Eucalyptus obtusiflora, commonly known as Dongara mallee, is a species of mallee that is endemic to Western Australia. It has smooth greyish or brownish bark that is often imperfectly shed, lance-shaped to curved adult leaves, flower buds usually in groups of seven or nine, creamy white flowers and cup-shaped, conical or barrel-shaped fruit.

==Description==
Eucalyptus obtusiflora is a mallee, sometimes a small tree, that typically grows to a height of 4-5 m and forms a lignotuber. It has smooth, greyish or brownish bark that is often imperfectly shed on the lower half of the stems. Young plants and coppice regrowth have greyish green, egg-shaped, sometimes glaucous leaves that are 40-80 mm long and 25-40 mm wide. Adult leaves are the same shade of dull, sometimes bluish green on both sides, lance-shaped to curved, 70-130 mm long and 10-25 mm wide, tapering to a petiole 12-25 mm long. The flower buds are arranged in leaf axils, usually in groups of seven or nine, on an unbranched peduncle 5-20 mm long, the individual buds on pedicels 2-10 mm long. Mature buds are oval, cylindrical or spindle-shaped, 7-12 mm long and 5-8 mm wide with a rounded to flattened operculum. It blooms between January and May producing white or creamy white flowers. The fruit is a woody cup-shaped, conical or barrel-shaped capsule 7-12 mm long and 7-10 mm wide with the valves near rim level.

==Taxonomy and naming==
Eucalyptus obtusiflora was first formally described in 1828 by Augustin Pyramus de Candolle in his treatise, Prodromus Systematis Naturalis Regni Vegetabilis. The specific epithet (obtusiflora) is from the Latin obtusus meaning "obtuse" or "blunt" and -florus meaning "-flowered", referring to the bluntness of the operculum, although that structure is not always blunt.
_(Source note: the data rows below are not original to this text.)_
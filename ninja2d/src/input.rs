use std::collections::HashSet;

/// Game actions a player can trigger.
#[derive(Clone, Copy, Debug, PartialEq, Eq, Hash)]
pub enum Control {
    Left,
    Right,
    Jump,
    Dash,
}

/// Tracks which controls are held and which went down this frame.
///
/// The windowing layer maps its key events onto [`Control`]s and calls
/// [`press`](Self::press) / [`release`](Self::release); the game calls
/// [`begin_frame`](Self::begin_frame) once per tick after reading input.
#[derive(Clone, Debug, Default)]
pub struct Controls {
    held: HashSet<Control>,
    pressed: HashSet<Control>,
}

impl Controls {
    /// Create a state with nothing held.
    pub fn new() -> Self {
        Self::default()
    }

    /// Clear per-frame pressed flags.
    pub fn begin_frame(&mut self) {
        self.pressed.clear();
    }

    /// Record a key going down. Repeats while held are ignored.
    pub fn press(&mut self, control: Control) {
        if self.held.insert(control) {
            self.pressed.insert(control);
        }
    }

    /// Record a key going up.
    pub fn release(&mut self, control: Control) {
        self.held.remove(&control);
    }

    /// Currently held down.
    pub fn is_held(&self, control: Control) -> bool {
        self.held.contains(&control)
    }

    /// Went down since the last [`begin_frame`](Self::begin_frame).
    pub fn was_pressed(&self, control: Control) -> bool {
        self.pressed.contains(&control)
    }

    /// Horizontal movement intent: -1, 0 or 1. Holding both directions cancels out.
    pub fn horizontal(&self) -> f32 {
        let right = self.is_held(Control::Right) as i32 as f32;
        let left = self.is_held(Control::Left) as i32 as f32;
        right - left
    }
}
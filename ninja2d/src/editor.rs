//! Headless level editor: brush selection, painting and erasing tiles.

use std::path::{Path, PathBuf};

use anyhow::{bail, Context, Result};

use crate::assets::AssetTable;
use crate::config::GameConfig;
use crate::grid::GridCoord;
use crate::math::{Rect, Vec2};
use crate::tilemap::{TileMap, TileSprite};
use crate::tiles::{GridTile, OffgridTile, TileKind};

/// Window pixels per display pixel.
pub const RENDER_SCALE: f32 = 2.0;

/// Scroll speed in display pixels per tick.
const SCROLL_SPEED: f32 = 2.0;

const DEFAULT_TILE_SIZE: u32 = 16;

/// Tile that the next click places.
#[derive(Clone, Copy, Debug, PartialEq, Eq)]
pub struct Brush {
    pub kind: TileKind,
    pub variant: u32,
}

pub struct EditorSession {
    path: PathBuf,
    assets: AssetTable,
    tilemap: TileMap,
    scroll: Vec2,
    group: usize,
    variant: u32,
    on_grid: bool,
}

impl EditorSession {
    /// Open the map at `path`, starting from an empty 16 px map if it does not exist yet.
    pub fn open(path: impl Into<PathBuf>, assets: AssetTable) -> Result<Self> {
        Self::open_with_tile_size(path, assets, DEFAULT_TILE_SIZE)
    }

    /// Open the configured editor map.
    pub fn from_config(config: &GameConfig, assets: AssetTable) -> Result<Self> {
        Self::open_with_tile_size(&config.editor_map, assets, config.tile_size)
    }

    fn open_with_tile_size(
        path: impl Into<PathBuf>,
        assets: AssetTable,
        tile_size: u32,
    ) -> Result<Self> {
        let path = path.into();
        if assets.category_count() == 0 {
            bail!("cannot edit {} without any tile categories", path.display());
        }

        let tilemap = match TileMap::load(&path) {
            Ok(map) => map,
            Err(e) if e.is_not_found() => {
                log::warn!("{} does not exist, starting an empty map", path.display());
                TileMap::new(tile_size)
            }
            Err(e) => {
                return Err(e).with_context(|| format!("failed to open {}", path.display()))
            }
        };
        assets
            .validate(&tilemap)
            .with_context(|| format!("{} references missing assets", path.display()))?;

        Ok(Self {
            path,
            assets,
            tilemap,
            scroll: Vec2::ZERO,
            group: 0,
            variant: 0,
            on_grid: false,
        })
    }

    /// File the session saves to.
    pub fn path(&self) -> &Path {
        &self.path
    }

    /// The map being edited.
    pub fn tilemap(&self) -> &TileMap {
        &self.tilemap
    }

    /// World offset of the top-left corner of the view.
    pub fn scroll(&self) -> Vec2 {
        self.scroll
    }

    /// Whether clicks snap to grid cells.
    pub fn is_on_grid(&self) -> bool {
        self.on_grid
    }

    /// Category and variant the next click places.
    pub fn brush(&self) -> Brush {
        let kind = self
            .assets
            .category(self.group)
            .unwrap_or(TileKind::Grass);
        Brush {
            kind,
            variant: self.variant,
        }
    }

    /// Step through tile categories, wrapping at either end. Resets the variant.
    pub fn cycle_group(&mut self, step: i32) {
        let count = self.assets.category_count() as i32;
        self.group = (self.group as i32 + step).rem_euclid(count) as usize;
        self.variant = 0;
    }

    /// Step through the variants of the current category, wrapping at either end.
    pub fn cycle_variant(&mut self, step: i32) {
        let count = self.assets.variant_count(self.brush().kind) as i32;
        if count == 0 {
            return;
        }
        self.variant = (self.variant as i32 + step).rem_euclid(count) as u32;
    }

    /// Switch between snapping to the grid and free placement.
    pub fn toggle_grid(&mut self) {
        self.on_grid = !self.on_grid;
    }

    /// Scroll for one tick; `direction` components are -1, 0 or 1.
    pub fn scroll_by(&mut self, direction: Vec2) {
        self.scroll += direction * SCROLL_SPEED;
    }

    /// Convert a window-space cursor position to display pixels.
    pub fn window_to_display(window: Vec2) -> Vec2 {
        window / RENDER_SCALE
    }

    /// Grid cell under the cursor.
    pub fn hovered_cell(&self, mouse: Vec2) -> GridCoord {
        GridCoord::from_pixel(mouse + self.scroll, self.tilemap.tile_size())
    }

    /// Display position of the translucent brush preview.
    pub fn preview_position(&self, mouse: Vec2) -> Vec2 {
        if self.on_grid {
            self.hovered_cell(mouse).to_pixel(self.tilemap.tile_size()) - self.scroll
        } else {
            mouse
        }
    }

    /// Apply a left click: paint the hovered cell on the grid, or drop a free tile.
    pub fn click(&mut self, mouse: Vec2) {
        if self.on_grid {
            self.paint(mouse);
        } else {
            self.place(mouse);
        }
    }

    /// Put the brush tile into the hovered grid cell, replacing what was there.
    pub fn paint(&mut self, mouse: Vec2) {
        let brush = self.brush();
        let cell = self.hovered_cell(mouse);
        self.tilemap
            .set_tile(GridTile::new(brush.kind, brush.variant, cell));
    }

    /// Add the brush tile off grid at the cursor's world position.
    pub fn place(&mut self, mouse: Vec2) {
        let brush = self.brush();
        self.tilemap
            .push_offgrid(OffgridTile::new(brush.kind, brush.variant, mouse + self.scroll));
    }

    /// Remove the hovered grid tile and every off-grid tile drawn under the cursor.
    pub fn erase(&mut self, mouse: Vec2) {
        self.tilemap.remove_tile(self.hovered_cell(mouse));

        let world = mouse + self.scroll;
        let assets = &self.assets;
        self.tilemap.retain_offgrid(|tile| {
            let Some(size) = assets.sprite_size(tile.kind, tile.variant) else {
                return true;
            };
            !Rect::from_pos_size(tile.pos, size).contains(world)
        });
    }

    /// Fix up terrain variants. Returns the number of tiles changed.
    pub fn autotile(&mut self) -> usize {
        self.tilemap.autotile()
    }

    /// Write the map back to [`path`](Self::path).
    pub fn save(&self) -> Result<()> {
        self.tilemap
            .save(&self.path)
            .with_context(|| format!("failed to save {}", self.path.display()))
    }

    /// Tiles to draw this frame, positioned relative to the scroll.
    pub fn visible_tiles(&self, viewport: Vec2) -> impl Iterator<Item = TileSprite> + '_ {
        self.tilemap
            .visible_tiles(self.scroll.as_ivec2().as_vec2(), viewport)
    }
}
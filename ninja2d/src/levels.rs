use std::path::{Path, PathBuf};

use anyhow::{bail, Result};

/// The numbered level files of a game: `0.json`, `1.json`, ...
#[derive(Clone, Debug, PartialEq, Eq)]
pub struct LevelSet {
    dir: PathBuf,
    count: usize,
}

impl LevelSet {
    /// Count the contiguous run of level files starting at `0.json`.
    ///
    /// A gap ends the run, so `0.json, 1.json, 3.json` is two levels.
    pub fn discover(dir: impl Into<PathBuf>) -> Result<Self> {
        let dir = dir.into();
        let count = (0..)
            .take_while(|&level| level_path(&dir, level).is_file())
            .count();
        if count == 0 {
            bail!("no levels found in {} (expected 0.json)", dir.display());
        }
        log::info!("found {} levels in {}", count, dir.display());
        Ok(Self { dir, count })
    }

    /// Directory the levels were found in.
    pub fn dir(&self) -> &Path {
        &self.dir
    }

    /// Number of levels.
    pub fn len(&self) -> usize {
        self.count
    }

    /// Always false for a discovered set.
    pub fn is_empty(&self) -> bool {
        self.count == 0
    }

    /// File holding level `level`.
    pub fn path(&self, level: usize) -> PathBuf {
        level_path(&self.dir, level)
    }

    /// The level after `level`, staying on the last one once reached.
    pub fn next(&self, level: usize) -> usize {
        (level + 1).min(self.count - 1)
    }
}

fn level_path(dir: &Path, level: usize) -> PathBuf {
    dir.join(format!("{level}.json"))
}
//! Dispatcher error types

use thiserror::Error;

/// Dispatcher-specific errors
#[derive(Debug, Error)]
pub enum DispatcherError {
    /// Notifier creation error
    #[error("failed to create notifier '{name}': {message}")]
    NotifierCreation { name: String, message: String },
}

impl DispatcherError {
    /// Create a notifier creation error
    pub fn notifier_creation(name: impl Into<String>, message: impl Into<String>) -> Self {
        Self::NotifierCreation {
            name: name.into(),
            message: message.into(),
        }
    }
}
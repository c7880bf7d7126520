//! LogNotifier - logs messages via tracing instead of sending them

use contracts::{ContractError, DispatchTarget, Notifier};
use tracing::{info, instrument};

/// Notifier that writes each message to the log (dry run)
#[derive(Debug, Clone, Default)]
pub struct LogNotifier;

impl LogNotifier {
    pub const NAME: &'static str = "log";

    pub fn new() -> Self {
        Self
    }
}

impl Notifier for LogNotifier {
    fn name(&self) -> &str {
        Self::NAME
    }

    #[instrument(
        name = "log_notifier_deliver",
        skip(self, text, target),
        fields(topic = %target.topic, bytes = text.len())
    )]
    async fn deliver(&mut self, text: &str, target: &DispatchTarget) -> Result<(), ContractError> {
        info!(
            notifier = Self::NAME,
            endpoint = %target.endpoint,
            topic = %target.topic,
            text = %text.trim_end(),
            "Message"
        );
        Ok(())
    }
}
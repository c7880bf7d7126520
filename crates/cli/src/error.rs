//! Error types for CLI operations.

use contracts::ContractError;
use thiserror::Error;

/// CLI-specific error types
#[derive(Error, Debug)]
pub enum CliError {
    /// Configuration could not be parsed or is incomplete
    #[error("Configuration error: {0}")]
    Config(ContractError),

    /// The tailed file could not be opened
    #[error("{0}")]
    FileOpen(ContractError),

    /// Watcher setup failed
    #[error("Failed to start watcher: {0}")]
    Ingestion(#[from] ingestion::IngestionError),

    /// Notifier setup failed
    #[error("Failed to start dispatcher: {0}")]
    Dispatcher(#[from] dispatcher::DispatcherError),
}

/// Result type alias for CLI operations
pub type Result<T> = std::result::Result<T, CliError>;
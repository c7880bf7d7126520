//! Notifier implementations
//!
//! Contains WebhookNotifier and LogNotifier.

mod log;
mod webhook;

pub use self::log::LogNotifier;
pub use self::webhook::{WebhookNotifier, WebhookPayload};

use contracts::{ContractError, DeliveryConfig, DispatchTarget, Notifier, NotifierKind};
use tracing::instrument;

use crate::error::DispatcherError;

/// Notifier selected by configuration
pub enum ConfiguredNotifier {
    Webhook(WebhookNotifier),
    Log(LogNotifier),
}

impl Notifier for ConfiguredNotifier {
    fn name(&self) -> &str {
        match self {
            Self::Webhook(n) => n.name(),
            Self::Log(n) => n.name(),
        }
    }

    async fn deliver(&mut self, text: &str, target: &DispatchTarget) -> Result<(), ContractError> {
        match self {
            Self::Webhook(n) => n.deliver(text, target).await,
            Self::Log(n) => n.deliver(text, target).await,
        }
    }
}

/// Create the notifier named by `config`
#[instrument(
    name = "dispatcher_create_notifier",
    skip(config),
    fields(notifier = ?config.notifier)
)]
pub fn create_notifier(config: &DeliveryConfig) -> Result<ConfiguredNotifier, DispatcherError> {
    match config.notifier {
        NotifierKind::Webhook => {
            let notifier = WebhookNotifier::new(config.username.clone())
                .map_err(|e| DispatcherError::notifier_creation(WebhookNotifier::NAME, e.to_string()))?;
            Ok(ConfiguredNotifier::Webhook(notifier))
        }
        NotifierKind::Log => Ok(ConfiguredNotifier::Log(LogNotifier::new())),
    }
}
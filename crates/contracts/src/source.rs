//! ChunkSource trait - readable, append-only byte source
//!
//! Abstracts the tailed file so the watcher can run against an in-memory
//! fake in tests.

use std::io;

/// Append-only byte source read by offset
#[trait_variant::make(ChunkSource: Send)]
pub trait LocalChunkSource {
    /// Current size of the source in bytes
    async fn size(&mut self) -> io::Result<u64>;

    /// Read into `buf` starting at `offset`.
    ///
    /// Fills as much of `buf` as is available; a short count means the end of
    /// the source was reached. Reading at or past the end returns `Ok(0)`.
    async fn read_at(&mut self, offset: u64, buf: &mut [u8]) -> io::Result<usize>;
}
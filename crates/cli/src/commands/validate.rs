//! `validate` command implementation.

use anyhow::{Context, Result};
use contracts::{NotifierKind, TailConfig};
use serde::Serialize;
use tracing::info;

use crate::cli::ValidateArgs;

/// Validation result for JSON output
#[derive(Serialize)]
struct ValidationResult {
    valid: bool,
    config_path: String,
    #[serde(skip_serializing_if = "Option::is_none")]
    error: Option<String>,
    #[serde(skip_serializing_if = "Option::is_none")]
    warnings: Option<Vec<String>>,
    #[serde(skip_serializing_if = "Option::is_none")]
    summary: Option<ConfigSummary>,
}

#[derive(Serialize)]
struct ConfigSummary {
    path: String,
    endpoint: String,
    topic: String,
    notifier: NotifierKind,
    chunk_size: usize,
    ingest_interval_secs: f64,
    flush_interval_secs: f64,
}

impl From<&TailConfig> for ConfigSummary {
    fn from(config: &TailConfig) -> Self {
        Self {
            path: config
                .source
                .path
                .as_ref()
                .map(|p| p.display().to_string())
                .unwrap_or_default(),
            endpoint: config.target.endpoint.clone(),
            topic: config.target.topic.clone(),
            notifier: config.delivery.notifier,
            chunk_size: config.source.chunk_size,
            ingest_interval_secs: config.source.ingest_interval_secs,
            flush_interval_secs: config.delivery.flush_interval_secs,
        }
    }
}

/// Execute the `validate` command
pub fn run_validate(args: &ValidateArgs) -> Result<()> {
    info!(config = %args.config.display(), "Validating configuration");

    let result = validate_config(args);

    if args.json {
        let json = serde_json::to_string_pretty(&result)
            .context("Failed to serialize validation result")?;
        println!("{}", json);
    } else {
        print_validation_result(&result);
    }

    if result.valid {
        Ok(())
    } else {
        anyhow::bail!("Configuration validation failed")
    }
}

fn validate_config(args: &ValidateArgs) -> ValidationResult {
    let config_path = args.config.display().to_string();

    if !args.config.exists() {
        return ValidationResult {
            valid: false,
            config_path,
            error: Some(format!("File not found: {}", args.config.display())),
            warnings: None,
            summary: None,
        };
    }

    match config_loader::ConfigLoader::load_from_path(&args.config) {
        Ok(config) => {
            let warnings = collect_warnings(&config);
            ValidationResult {
                valid: true,
                config_path,
                error: None,
                warnings: if warnings.is_empty() {
                    None
                } else {
                    Some(warnings)
                },
                summary: Some(ConfigSummary::from(&config)),
            }
        }
        Err(e) => ValidationResult {
            valid: false,
            config_path,
            error: Some(e.to_string()),
            warnings: None,
            summary: None,
        },
    }
}

/// Collect configuration warnings (non-fatal issues)
fn collect_warnings(config: &TailConfig) -> Vec<String> {
    let mut warnings = Vec::new();

    if config.delivery.notifier == NotifierKind::Log {
        warnings.push("notifier is 'log' - messages will only be logged, not posted".to_string());
    }

    if config.delivery.flush_interval_secs == 0.0 {
        warnings.push(
            "delivery.flush_interval_secs is 0 - outbound posts are not rate limited".to_string(),
        );
    }

    warnings
}

fn print_validation_result(result: &ValidationResult) {
    if result.valid {
        println!("✓ Configuration is valid: {}", result.config_path);

        if let Some(ref summary) = result.summary {
            println!("\n  File: {}", summary.path);
            println!("  Endpoint: {}", summary.endpoint);
            println!("  Channel: {}", summary.topic);
            println!("  Notifier: {:?}", summary.notifier);
            println!("  Chunk size: {} bytes", summary.chunk_size);
            println!("  Ingest interval: {}s", summary.ingest_interval_secs);
            println!("  Flush interval: {}s", summary.flush_interval_secs);
        }

        if let Some(ref warnings) = result.warnings {
            println!("\n⚠ Warnings:");
            for warning in warnings {
                println!("  - {}", warning);
            }
        }
    } else {
        println!("✗ Configuration is invalid: {}", result.config_path);
        if let Some(ref error) = result.error {
            println!("\n  Error: {}", error);
        }
    }
}
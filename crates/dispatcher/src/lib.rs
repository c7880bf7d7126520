//! # Dispatcher
//!
//! 消息投递模块（pipeline 的消费端）。
//!
//! 负责：
//! - 从 hand-off 队列逐个消费 `Chunk`
//! - 跨 chunk 边界重组 UTF-8 文本
//! - 单次投递到 Notifier，失败不重试
//! - 每次投递后冷却 `flush_interval`，限制外发速率

pub mod assembler;
pub mod dispatcher;
pub mod error;
pub mod metrics;
pub mod notifiers;

pub use assembler::Utf8Assembler;
pub use contracts::{Chunk, DispatchTarget, Notifier};
pub use dispatcher::{DeliveryOutcome, Dispatcher, DispatcherConfig};
pub use error::DispatcherError;
pub use metrics::{DeliveryMetrics, DeliverySnapshot};
pub use notifiers::{
    create_notifier, ConfiguredNotifier, LogNotifier, WebhookNotifier, WebhookPayload,
};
The name Eucalyptus obtusiflora has been applied to both a Western Australian species and to a species known in New South Wales as Port Jackson mallee, as for example in Flora of Australia. According to Dean Nicolle, Alex George and Peter G. Wilson, this situation arose because of confusion about the type material. The eastern Australian species is now considered to be Eucalyptus obstans, recognised by the Australian Plant Census (APC), as a synonym of E. burgessiana.

Three subspecies are recognised by the APC:
- Eucalyptus obtusiflora subsp. cowcowensis L.A.S.Johnson & K.D.Hill;
- Eucalyptus obtusiflora subsp. dongarraensis (Maiden & Blakely) L.A.S.Johnson & K.D.Hill;
- Eucalyptus obtusiflora DC. subsp. obtusiflora.

==Distribution and habitat==
The Dongara mallee is found in interdunal hollows between Jurien Bay and Moora in the south of its range to Gnaraloo in the north, and inland to Wubin, Wyalkatchem and Corrigin. It grows in sandy-loam soils.